* What needs to be done: The answer consists solely of the listing's lines from the first through the line containing "based**: records are", each reproduced exactly.

* Dataset records:
>>>>
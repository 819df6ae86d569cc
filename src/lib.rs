//! # serde_form
//!
//! Converts typed records to and from `application/x-www-form-urlencoded`
//! text, the body format of HTML form posts and many OAuth and payment APIs.
//!
//! ## Key Features
//!
//! - **Serde based**: records are plain `#[derive(Serialize, Deserialize)]` structs
//! - **Field metadata**: rename or ignore fields, or bind a [`ValueConverter`]
//! - **Sequences**: `Vec` fields travel as comma-joined lists (`tags=a,b`)
//! - **Enums**: by variant index or by name, see [`EnumHandling`]
//! - **Encoding control**: `+` or `%20` for spaces, or no percent-encoding at all
//! - **Omission rules**: skip null or default-valued fields when encoding
//!
//! ## Quick Start
//!
//! ```rust
//! use serde::{Deserialize, Serialize};
//! use serde_form::{form_record, from_str, to_string, FieldAttributes};
//!
//! #[derive(Serialize, Deserialize, Default, Debug, PartialEq)]
//! struct Signup {
//!     name: String,
//!     email: String,
//!     age: u8,
//!     interests: Vec<String>,
//! }
//!
//! form_record!(Signup {
//!     "email" => FieldAttributes::renamed("emailAddress"),
//! });
//!
//! let signup = Signup {
//!     name: "John Smith".to_string(),
//!     email: "john@example.com".to_string(),
//!     age: 42,
//!     interests: vec!["rust".to_string(), "serde".to_string()],
//! };
//!
//! let form = to_string(&signup).unwrap();
//! assert_eq!(form, "name=John+Smith&emailAddress=john%40example.com&age=42&interests=rust,serde");
//!
//! let back: Signup = from_str(&form).unwrap();
//! assert_eq!(back, signup);
//! ```
//!
//! ## Records
//!
//! A record is a flat struct implementing [`FormRecord`], which requires
//! `Serialize + Default` (and `Deserialize` for decoding). Fields are
//! written in declaration order. Decoding starts from `T::default()`, so
//! fields missing from the input keep their default value.
//!
//! Supported field types are booleans, integers, floats, `char`, strings,
//! unit-variant enums, `Option`s of those, and sequences of those. A field
//! holding a nested struct, map or data-carrying enum variant is rejected
//! with [`Error::UnsupportedType`] unless it is ignored or bound to a
//! [`ValueConverter`], which then owns its wire text.
//!
//! ## Decoding Rules
//!
//! - pairs without a value (`Int`, `Int=`) leave the field at its default
//! - pairs that match no field are skipped
//! - a repeated name overwrites the earlier value
//! - a value that cannot be read as the field's type is an [`Error::Format`]

pub mod codec;
pub mod converters;
pub mod de;
pub mod descriptor;
pub mod error;
pub mod macros;
pub mod options;
pub mod pair;
pub mod ser;
pub mod value;

pub use converters::{FnConverter, Iso8601Converter, TicksConverter, ValueConverter};
pub use de::Deserializer;
pub use descriptor::{FieldAttributes, FieldDescriptor, FieldTable, FormRecord};
pub use error::{Error, Result};
pub use options::{DeserializeOptions, EnumHandling, SerializeOptions};
pub use pair::WirePair;
pub use ser::{to_value, Serializer};
pub use value::{FormValue, Number};

use serde::de::DeserializeOwned;
use std::io;
use tracing::debug;

/// Serialize a record to a form URL encoded string with default options.
///
/// # Examples
///
/// ```rust
/// use serde::Serialize;
/// use serde_form::{to_string, FormRecord};
///
/// #[derive(Serialize, Default)]
/// struct Point { x: i32, y: i32 }
///
/// impl FormRecord for Point {}
///
/// assert_eq!(to_string(&Point { x: 1, y: 2 }).unwrap(), "x=1&y=2");
/// ```
///
/// # Errors
///
/// Returns an error if the record is not a flat struct, or a converter fails.
#[must_use = "this returns the result of the operation, errors must be handled"]
pub fn to_string<T>(record: &T) -> Result<String>
where
    T: FormRecord,
{
    to_string_with_options(record, &SerializeOptions::default())
}

/// Serialize a record to a form URL encoded string with custom options.
///
/// # Examples
///
/// ```rust
/// use serde::Serialize;
/// use serde_form::{to_string_with_options, FormRecord, SerializeOptions};
///
/// #[derive(Serialize, Default)]
/// struct Query { q: String, page: u32 }
///
/// impl FormRecord for Query {}
///
/// let query = Query { q: "a b".to_string(), page: 0 };
/// let options = SerializeOptions::new()
///     .with_encode_space_as_plus(false)
///     .with_ignore_if_default(true);
/// assert_eq!(to_string_with_options(&query, &options).unwrap(), "q=a%20b");
/// ```
///
/// # Errors
///
/// Returns an error if the record is not a flat struct, or a converter fails.
#[must_use = "this returns the result of the operation, errors must be handled"]
pub fn to_string_with_options<T>(record: &T, options: &SerializeOptions) -> Result<String>
where
    T: FormRecord,
{
    let table = FieldTable::resolve::<T>()?;
    let mut serializer = Serializer::new(options, &table);
    serializer.write_record(record)?;
    let output = serializer.into_inner();
    debug!(fields = table.len(), bytes = output.len(), "encoded form record");
    Ok(output)
}

/// Serialize a record as form URL encoded text into a writer.
///
/// # Errors
///
/// Returns an error if serialization fails or writing to the writer fails.
#[must_use = "this returns the result of the operation, errors must be handled"]
pub fn to_writer<W, T>(writer: W, record: &T) -> Result<()>
where
    W: io::Write,
    T: FormRecord,
{
    to_writer_with_options(writer, record, &SerializeOptions::default())
}

/// Serialize a record as form URL encoded text into a writer with custom options.
///
/// # Errors
///
/// Returns an error if serialization fails or writing to the writer fails.
#[must_use = "this returns the result of the operation, errors must be handled"]
pub fn to_writer_with_options<W, T>(
    mut writer: W,
    record: &T,
    options: &SerializeOptions,
) -> Result<()>
where
    W: io::Write,
    T: FormRecord,
{
    let form = to_string_with_options(record, options)?;
    writer
        .write_all(form.as_bytes())
        .map_err(|e| Error::io(&e.to_string()))?;
    Ok(())
}

/// Deserialize a record from form URL encoded text with default options.
///
/// # Examples
///
/// ```rust
/// use serde::{Deserialize, Serialize};
/// use serde_form::{from_str, FormRecord};
///
/// #[derive(Serialize, Deserialize, Default, Debug, PartialEq)]
/// struct Point { x: i32, y: i32 }
///
/// impl FormRecord for Point {}
///
/// let point: Point = from_str("y=2&x=1&z=3").unwrap();
/// assert_eq!(point, Point { x: 1, y: 2 });
/// ```
///
/// # Errors
///
/// Returns [`Error::InvalidArgument`] for empty input and [`Error::Format`]
/// when a value cannot be converted to its field's type.
#[must_use = "this returns the result of the operation, errors must be handled"]
pub fn from_str<T>(input: &str) -> Result<T>
where
    T: FormRecord + DeserializeOwned,
{
    from_str_with_options(input, &DeserializeOptions::default())
}

/// Deserialize a record from form URL encoded text with custom options.
///
/// # Errors
///
/// Returns [`Error::InvalidArgument`] for empty input and [`Error::Format`]
/// when a value cannot be converted to its field's type.
#[must_use = "this returns the result of the operation, errors must be handled"]
pub fn from_str_with_options<T>(input: &str, options: &DeserializeOptions) -> Result<T>
where
    T: FormRecord + DeserializeOwned,
{
    if input.is_empty() {
        return Err(Error::invalid_argument("form URL encoded data was empty"));
    }

    let defaults = ser::record_fields(&T::default())?;
    let table = FieldTable::from_fields(defaults.clone(), T::field_attributes)?;

    let mut deserializer = Deserializer::new(defaults, options);
    deserializer.populate(input, &table, options)?;
    T::deserialize(deserializer)
}

/// Deserialize a record from optional form text, treating `None` like empty input.
///
/// # Errors
///
/// Returns [`Error::InvalidArgument`] for `None` or empty input.
#[must_use = "this returns the result of the operation, errors must be handled"]
pub fn from_optional_str<T>(input: Option<&str>, options: &DeserializeOptions) -> Result<T>
where
    T: FormRecord + DeserializeOwned,
{
    match input {
        Some(input) => from_str_with_options(input, options),
        None => Err(Error::invalid_argument("form URL encoded data was absent")),
    }
}

/// Deserialize a record from bytes of form URL encoded text.
///
/// # Errors
///
/// Returns an error if the bytes are not valid UTF-8, or as [`from_str`].
#[must_use = "this returns the result of the operation, errors must be handled"]
pub fn from_slice<T>(v: &[u8]) -> Result<T>
where
    T: FormRecord + DeserializeOwned,
{
    let s = std::str::from_utf8(v).map_err(|e| Error::invalid_argument(&e.to_string()))?;
    from_str(s)
}

/// Deserialize a record from an I/O stream of form URL encoded text.
///
/// # Errors
///
/// Returns an error if reading fails, or as [`from_str`].
#[must_use = "this returns the result of the operation, errors must be handled"]
pub fn from_reader<R, T>(mut reader: R) -> Result<T>
where
    R: io::Read,
    T: FormRecord + DeserializeOwned,
{
    let mut string = String::new();
    reader
        .read_to_string(&mut string)
        .map_err(|e| Error::io(&e.to_string()))?;
    from_str(&string)
}

/// Resolve the field descriptors of a record type, in declaration order.
///
/// # Errors
///
/// Returns an error if `T` is not a flat struct.
pub fn resolve<T>() -> Result<FieldTable>
where
    T: FormRecord,
{
    FieldTable::resolve::<T>()
}

/// Resolve one field of a record type by wire name or native name.
///
/// # Examples
///
/// ```rust
/// use serde::Serialize;
/// use serde_form::{form_record, resolve_one, FieldAttributes};
///
/// #[derive(Serialize, Default)]
/// struct Contact { email: String }
///
/// form_record!(Contact { "email" => FieldAttributes::renamed("emailAddress") });
///
/// let by_wire = resolve_one::<Contact>("emailAddress").unwrap().unwrap();
/// assert_eq!(by_wire.native_name(), "email");
/// assert!(resolve_one::<Contact>("phone").unwrap().is_none());
/// ```
///
/// # Errors
///
/// Returns an error if `T` is not a flat struct.
pub fn resolve_one<T>(name: &str) -> Result<Option<FieldDescriptor>>
where
    T: FormRecord,
{
    Ok(resolve::<T>()?.resolve_one(name).cloned())
}
//! Property-based tests for the round-trip guarantees of the form codec.

use proptest::prelude::*;
use serde::{Deserialize, Serialize};
use serde_form::{
    codec, from_str, from_str_with_options, to_string, to_string_with_options,
    DeserializeOptions, EnumHandling, FormRecord, SerializeOptions,
};

#[derive(Serialize, Deserialize, Debug, PartialEq, Default, Clone)]
struct Strings {
    first: String,
    second: String,
}

impl FormRecord for Strings {}

#[derive(Serialize, Deserialize, Debug, PartialEq, Default, Clone)]
struct Scalars {
    flag: bool,
    small: i8,
    count: u32,
    total: i64,
    ratio: f64,
    letter: char,
}

impl FormRecord for Scalars {}

#[derive(Serialize, Deserialize, Debug, PartialEq, Default, Clone)]
struct Listing {
    items: Vec<String>,
    numbers: Vec<u16>,
}

impl FormRecord for Listing {}

#[derive(Serialize, Deserialize, Debug, PartialEq, Default, Clone, Copy)]
enum Light {
    #[default]
    Red,
    Amber,
    Green,
}

#[derive(Serialize, Deserialize, Debug, PartialEq, Default, Clone)]
struct Junction {
    light: Light,
}

impl FormRecord for Junction {}

fn roundtrip<T>(value: &T) -> bool
where
    T: FormRecord + for<'de> Deserialize<'de> + PartialEq + std::fmt::Debug,
{
    match to_string(value) {
        Ok(serialized) if serialized.is_empty() => true,
        Ok(serialized) => match from_str::<T>(&serialized) {
            Ok(deserialized) => *value == deserialized,
            Err(e) => {
                eprintln!("Deserialize failed: {}", e);
                eprintln!("Serialized was: {}", serialized);
                false
            }
        },
        Err(e) => {
            eprintln!("Serialize failed: {}", e);
            false
        }
    }
}

fn light() -> impl Strategy<Value = Light> {
    prop_oneof![Just(Light::Red), Just(Light::Amber), Just(Light::Green)]
}

proptest! {
    #[test]
    fn prop_any_strings_roundtrip(first in ".*", second in ".*") {
        let value = Strings { first, second };
        prop_assert!(roundtrip(&value));
    }

    #[test]
    fn prop_unreserved_strings_roundtrip(first in "[A-Za-z0-9._~-]{1,20}", second in "[a-z ]{1,20}") {
        let value = Strings { first, second };
        prop_assert!(roundtrip(&value));
    }

    #[test]
    fn prop_scalars_roundtrip(
        flag in any::<bool>(),
        small in any::<i8>(),
        count in any::<u32>(),
        total in any::<i64>(),
        ratio in -1.0e9f64..1.0e9,
        letter in any::<char>(),
    ) {
        let value = Scalars { flag, small, count, total, ratio, letter };
        prop_assert!(roundtrip(&value));
    }

    #[test]
    fn prop_sequences_roundtrip(
        items in prop::collection::vec("[a-zA-Z0-9 &=+%]{1,8}", 1..6),
        numbers in prop::collection::vec(any::<u16>(), 1..6),
    ) {
        let value = Listing { items, numbers };
        prop_assert!(roundtrip(&value));
    }

    #[test]
    fn prop_enum_roundtrip_in_both_modes(light in light(), by_name in any::<bool>()) {
        let handling = if by_name { EnumHandling::Name } else { EnumHandling::Number };
        let record = Junction { light };

        let form = to_string_with_options(
            &record,
            &SerializeOptions::new().with_enum_handling(handling),
        ).unwrap();
        let back: Junction = from_str_with_options(
            &form,
            &DeserializeOptions::new().with_enum_handling(handling),
        ).unwrap();
        prop_assert_eq!(back, record);
    }

    #[test]
    fn prop_codec_roundtrip(value in ".*", plus in any::<bool>()) {
        let ser = SerializeOptions::new().with_encode_space_as_plus(plus);
        let de = DeserializeOptions::new();
        let encoded = codec::encode(&value, &ser, true);
        prop_assert!(!encoded.contains(' '));
        prop_assert!(!encoded.contains('&'));
        prop_assert!(!encoded.contains('='));
        prop_assert_eq!(codec::decode(&encoded, &de), value);
    }

    #[test]
    fn prop_last_write_wins(values in prop::collection::vec("[a-z]{1,8}", 1..5)) {
        let form = values
            .iter()
            .map(|v| format!("first={}", v))
            .collect::<Vec<_>>()
            .join("&");
        let record: Strings = from_str(&form).unwrap();
        prop_assert_eq!(&record.first, values.last().unwrap());
    }
}
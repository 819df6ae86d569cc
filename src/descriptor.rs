//! Field metadata resolution.
//!
//! A [`FieldTable`] lists the serializable fields of a record type in
//! declaration order, each with its wire name, converter and sequence flag.
//! Fields are discovered by serializing `T::default()`, and per-field
//! metadata comes from [`FormRecord::field_attributes`].
//!
//! ```rust
//! use serde::Serialize;
//! use serde_form::{form_record, resolve, FieldAttributes};
//!
//! #[derive(Serialize, Default)]
//! struct Contact {
//!     name: String,
//!     email: String,
//!     notes: Vec<String>,
//!     internal_id: u64,
//! }
//!
//! form_record!(Contact {
//!     "email" => FieldAttributes::renamed("emailAddress"),
//!     "internal_id" => FieldAttributes::ignored(),
//! });
//!
//! let table = resolve::<Contact>().unwrap();
//! let wire: Vec<_> = table.iter().map(|d| d.wire_name()).collect();
//! assert_eq!(wire, ["name", "emailAddress", "notes"]);
//! assert!(table.get("notes").unwrap().is_sequence());
//! ```

use crate::ser::{nested_without_converter, record_fields};
use crate::{FormValue, Result, ValueConverter};
use indexmap::IndexMap;
use serde::Serialize;
use std::fmt;
use std::sync::Arc;
use tracing::trace;

/// A record type that can be written to and read from form data.
///
/// Implement it (or use [`form_record!`](crate::form_record)) for every
/// record type. The default implementation declares no field metadata, so
/// every field travels under its serde name.
pub trait FormRecord: Serialize + Default {
    /// Returns the metadata declared for the field named `field`.
    fn field_attributes(field: &str) -> FieldAttributes {
        let _ = field;
        FieldAttributes::default()
    }
}

/// Declarative metadata for one field.
///
/// # Examples
///
/// ```rust
/// use serde_form::{FieldAttributes, Iso8601Converter};
///
/// let attrs = FieldAttributes::renamed("created").with_converter(Iso8601Converter);
/// assert_eq!(attrs.rename.as_deref(), Some("created"));
/// assert!(attrs.converter.is_some());
/// ```
#[derive(Clone, Default)]
pub struct FieldAttributes {
    /// Wire name override. `None` or an empty string keeps the field name.
    pub rename: Option<String>,
    /// Leave the field out of both encoding and decoding.
    pub ignore: bool,
    pub converter: Option<Arc<dyn ValueConverter>>,
}

impl FieldAttributes {
    #[must_use]
    pub fn new() -> Self {
        Self::default()
    }

    #[must_use]
    pub fn renamed(name: &str) -> Self {
        Self::new().with_rename(name)
    }

    #[must_use]
    pub fn ignored() -> Self {
        FieldAttributes {
            ignore: true,
            ..Default::default()
        }
    }

    #[must_use]
    pub fn with_rename(mut self, name: &str) -> Self {
        self.rename = Some(name.to_string());
        self
    }

    #[must_use]
    pub fn with_converter<C>(mut self, converter: C) -> Self
    where
        C: ValueConverter + 'static,
    {
        self.converter = Some(Arc::new(converter));
        self
    }
}

impl fmt::Debug for FieldAttributes {
    fn fmt(&self, f: &mut fmt::Formatter<'_>) -> fmt::Result {
        f.debug_struct("FieldAttributes")
            .field("rename", &self.rename)
            .field("ignore", &self.ignore)
            .field("converter", &self.converter.is_some())
            .finish()
    }
}

/// Resolved metadata for one field.
#[derive(Clone)]
pub struct FieldDescriptor {
    native_name: &'static str,
    wire_name: String,
    ignored: bool,
    converter: Option<Arc<dyn ValueConverter>>,
    is_sequence: bool,
}

impl FieldDescriptor {
    /// Builds a descriptor from a field's name, its metadata, and a sample
    /// value used to detect sequence fields.
    #[must_use]
    pub fn new(native_name: &'static str, attributes: FieldAttributes, sample: &FormValue) -> Self {
        let wire_name = match attributes.rename {
            Some(rename) if !rename.is_empty() => rename,
            _ => native_name.to_string(),
        };

        FieldDescriptor {
            native_name,
            wire_name,
            ignored: attributes.ignore,
            converter: attributes.converter,
            is_sequence: sample.is_sequence(),
        }
    }

    /// The field name as serde sees it.
    #[must_use]
    pub fn native_name(&self) -> &'static str {
        self.native_name
    }

    #[must_use]
    pub fn wire_name(&self) -> &str {
        &self.wire_name
    }

    #[must_use]
    pub fn is_ignored(&self) -> bool {
        self.ignored
    }

    #[must_use]
    pub fn converter(&self) -> Option<&dyn ValueConverter> {
        self.converter.as_deref()
    }

    #[must_use]
    pub fn is_sequence(&self) -> bool {
        self.is_sequence
    }
}

impl fmt::Debug for FieldDescriptor {
    fn fmt(&self, f: &mut fmt::Formatter<'_>) -> fmt::Result {
        f.debug_struct("FieldDescriptor")
            .field("native_name", &self.native_name)
            .field("wire_name", &self.wire_name)
            .field("ignored", &self.ignored)
            .field("converter", &self.converter.is_some())
            .field("is_sequence", &self.is_sequence)
            .finish()
    }
}

/// The ordered descriptors of a record type, keyed by native name.
///
/// Ignored fields are not part of the table. A table is immutable once
/// built and can be shared between threads.
#[derive(Clone, Debug, Default)]
pub struct FieldTable {
    fields: IndexMap<&'static str, FieldDescriptor>,
}

impl FieldTable {
    /// Resolves the fields of `T`.
    ///
    /// # Errors
    ///
    /// Returns an error if `T::default()` does not serialize as a struct, or
    /// a field that is neither ignored nor bound to a converter holds a
    /// nested struct, map or data-carrying variant.
    pub fn resolve<T: FormRecord>() -> Result<Self> {
        let sample = T::default();
        let fields = record_fields(&sample)?;
        Self::from_fields(fields, T::field_attributes)
    }

    pub(crate) fn from_fields<F>(
        fields: Vec<(&'static str, FormValue)>,
        attributes: F,
    ) -> Result<Self>
    where
        F: Fn(&str) -> FieldAttributes,
    {
        let mut table = IndexMap::with_capacity(fields.len());

        for (name, sample) in fields {
            let descriptor = FieldDescriptor::new(name, attributes(name), &sample);
            if descriptor.is_ignored() {
                trace!(field = name, "ignoring field");
                continue;
            }
            if descriptor.converter.is_none() && !sample.is_flat() {
                return Err(nested_without_converter(name));
            }
            table.insert(name, descriptor);
        }

        Ok(FieldTable { fields: table })
    }

    /// Looks up a descriptor by native name.
    #[must_use]
    pub fn get(&self, native_name: &str) -> Option<&FieldDescriptor> {
        self.fields.get(native_name)
    }

    /// Looks up a descriptor by exact, case-sensitive wire name.
    #[must_use]
    pub fn by_wire_name(&self, wire_name: &str) -> Option<&FieldDescriptor> {
        self.fields.values().find(|d| d.wire_name == wire_name)
    }

    /// Looks up a descriptor by wire name, then by native name.
    #[must_use]
    pub fn resolve_one(&self, name: &str) -> Option<&FieldDescriptor> {
        self.by_wire_name(name).or_else(|| self.get(name))
    }

    pub fn iter(&self) -> impl Iterator<Item = &FieldDescriptor> {
        self.fields.values()
    }

    #[must_use]
    pub fn len(&self) -> usize {
        self.fields.len()
    }

    #[must_use]
    pub fn is_empty(&self) -> bool {
        self.fields.is_empty()
    }
}

#[cfg(test)]
mod tests {
    use super::*;
    use crate::converters::Iso8601Converter;

    fn sample_fields() -> Vec<(&'static str, FormValue)> {
        vec![
            ("name", FormValue::from("")),
            ("email", FormValue::from("")),
            ("tags", FormValue::Sequence(vec![])),
            ("created", FormValue::from("1970-01-01T00:00:00Z")),
            ("secret", FormValue::from("")),
        ]
    }

    fn attributes(field: &str) -> FieldAttributes {
        match field {
            "email" => FieldAttributes::renamed("emailAddress"),
            "name" => FieldAttributes::renamed(""),
            "created" => FieldAttributes::new().with_converter(Iso8601Converter),
            "secret" => FieldAttributes::ignored(),
            _ => FieldAttributes::default(),
        }
    }

    #[test]
    fn test_table_keeps_declaration_order() {
        let table = FieldTable::from_fields(sample_fields(), attributes).unwrap();
        let names: Vec<_> = table.iter().map(FieldDescriptor::native_name).collect();
        assert_eq!(names, ["name", "email", "tags", "created"]);
    }

    #[test]
    fn test_empty_rename_falls_back_to_native_name() {
        let table = FieldTable::from_fields(sample_fields(), attributes).unwrap();
        assert_eq!(table.get("name").unwrap().wire_name(), "name");
    }

    #[test]
    fn test_ignored_fields_are_excluded() {
        let table = FieldTable::from_fields(sample_fields(), attributes).unwrap();
        assert!(table.get("secret").is_none());
        assert!(table.resolve_one("secret").is_none());
        assert_eq!(table.len(), 4);
    }

    #[test]
    fn test_resolve_one_by_wire_or_native_name() {
        let table = FieldTable::from_fields(sample_fields(), attributes).unwrap();
        assert_eq!(
            table.resolve_one("emailAddress").unwrap().native_name(),
            "email"
        );
        assert_eq!(table.resolve_one("email").unwrap().native_name(), "email");
        assert!(table.resolve_one("EmailAddress").is_none());
    }

    #[test]
    fn test_nested_sample_needs_converter_unless_ignored() {
        let nested = FormValue::Record(vec![("r".to_string(), FormValue::from(0u8))]);
        let fields = vec![("name", FormValue::from("")), ("color", nested)];

        let err = FieldTable::from_fields(fields.clone(), |_| FieldAttributes::default())
            .unwrap_err();
        assert!(matches!(err, crate::Error::UnsupportedType(ref msg) if msg.contains("color")));

        let table = FieldTable::from_fields(fields.clone(), |field| match field {
            "color" => FieldAttributes::ignored(),
            _ => FieldAttributes::default(),
        })
        .unwrap();
        assert_eq!(table.len(), 1);

        let table = FieldTable::from_fields(fields, |field| match field {
            "color" => FieldAttributes::new().with_converter(Iso8601Converter),
            _ => FieldAttributes::default(),
        })
        .unwrap();
        assert!(table.get("color").unwrap().converter().is_some());
    }

    #[test]
    fn test_sequence_and_converter_flags() {
        let table = FieldTable::from_fields(sample_fields(), attributes).unwrap();
        assert!(table.get("tags").unwrap().is_sequence());
        assert!(!table.get("name").unwrap().is_sequence());
        assert!(table.get("created").unwrap().converter().is_some());
        assert!(table.get("tags").unwrap().converter().is_none());
    }
}
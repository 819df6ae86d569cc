//! Error types for form URL encoded serialization and deserialization.
//!
//! ## Error Categories
//!
//! - **Argument errors**: the input cannot be processed at all (empty wire string)
//! - **Format errors**: a decoded value could not be coerced into its field's type
//! - **Unsupported types**: the record is not a flat structure of scalars and sequences
//! - **I/O errors**: reader/writer failures in the streaming helpers
//!
//! Unmatched and ignored fields are never errors; they are skipped.
//!
//! ## Examples
//!
//! ```rust
//! use serde::{Deserialize, Serialize};
//! use serde_form::{from_str, Error, FormRecord};
//!
//! #[derive(Debug, Serialize, Deserialize, Default)]
//! struct Query { page: u32 }
//!
//! impl FormRecord for Query {}
//!
//! let err = from_str::<Query>("page=ten").unwrap_err();
//! assert!(matches!(err, Error::Format { .. }));
//! assert!(err.to_string().contains("page"));
//! ```

use std::fmt;
use thiserror::Error;

/// All errors that can occur while encoding or decoding form data.
#[derive(Debug, Clone, Error, PartialEq)]
pub enum Error {
    /// IO error during reading or writing
    #[error("IO error: {0}")]
    Io(String),

    /// The caller supplied input that cannot be processed
    #[error("Invalid argument: {0}")]
    InvalidArgument(String),

    /// A value could not be converted into the field's declared type
    #[error("Cannot convert value '{value}' for field '{field}': {message}")]
    Format {
        field: String,
        value: String,
        message: String,
    },

    /// Unsupported type for serialization
    #[error("Unsupported type: {0}")]
    UnsupportedType(String),

    /// Custom error
    #[error("Error: {0}")]
    Custom(String),
}

impl Error {
    /// Creates an argument error.
    ///
    /// # Examples
    ///
    /// ```rust
    /// use serde_form::Error;
    ///
    /// let err = Error::invalid_argument("form data was empty");
    /// assert!(err.to_string().contains("form data was empty"));
    /// ```
    pub fn invalid_argument(msg: &str) -> Self {
        Error::InvalidArgument(msg.to_string())
    }

    /// Creates a format error for a field whose raw value could not be converted.
    ///
    /// # Examples
    ///
    /// ```rust
    /// use serde_form::Error;
    ///
    /// let err = Error::format("Int", "abc", "invalid digit found in string");
    /// assert!(err.to_string().contains("'abc'"));
    /// assert!(err.to_string().contains("'Int'"));
    /// ```
    pub fn format<M: fmt::Display>(field: &str, value: &str, message: M) -> Self {
        Error::Format {
            field: field.to_string(),
            value: value.to_string(),
            message: message.to_string(),
        }
    }

    /// Creates an unsupported type error for shapes that cannot live in a flat form.
    pub fn unsupported_type(msg: &str) -> Self {
        Error::UnsupportedType(msg.to_string())
    }

    /// Creates a custom error with a display message.
    pub fn custom<T: fmt::Display>(msg: T) -> Self {
        Error::Custom(msg.to_string())
    }

    /// Creates an I/O error for reading/writing failures.
    pub fn io(msg: &str) -> Self {
        Error::Io(msg.to_string())
    }

    /// Attaches field context to an error raised while coercing `value`.
    ///
    /// Errors that already carry a field (or are not conversion failures)
    /// pass through unchanged.
    pub(crate) fn for_field(self, field: &str, value: &str) -> Self {
        match self {
            Error::Custom(message) => Error::format(field, value, message),
            other => other,
        }
    }
}

impl serde::ser::Error for Error {
    fn custom<T: fmt::Display>(msg: T) -> Self {
        Error::Custom(msg.to_string())
    }
}

impl serde::de::Error for Error {
    fn custom<T: fmt::Display>(msg: T) -> Self {
        Error::Custom(msg.to_string())
    }
}

pub type Result<T> = std::result::Result<T, Error>;

#[cfg(test)]
mod tests {
    use super::*;

    #[test]
    fn test_for_field_wraps_custom_errors() {
        let err = Error::custom("invalid digit").for_field("Int", "x1");
        assert_eq!(err, Error::format("Int", "x1", "invalid digit"));
    }

    #[test]
    fn test_for_field_keeps_existing_context() {
        let original = Error::format("Color", "zz", "not hex");
        let err = original.clone().for_field("Other", "yy");
        assert_eq!(err, original);
    }
}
<<<<
* Result for this task:
repository 819df6ae86d569cc
filename src/lib.rs
//! # serde_form
//!
//! Converts typed records to and from `application/x-www-form-urlencoded`
//! text, the body format of HTML form posts and many OAuth and payment APIs.
//!
//! ## Key Features
//!
//! - **Serde based**: records are plain `#[derive(Serialize, Deserialize)]` structs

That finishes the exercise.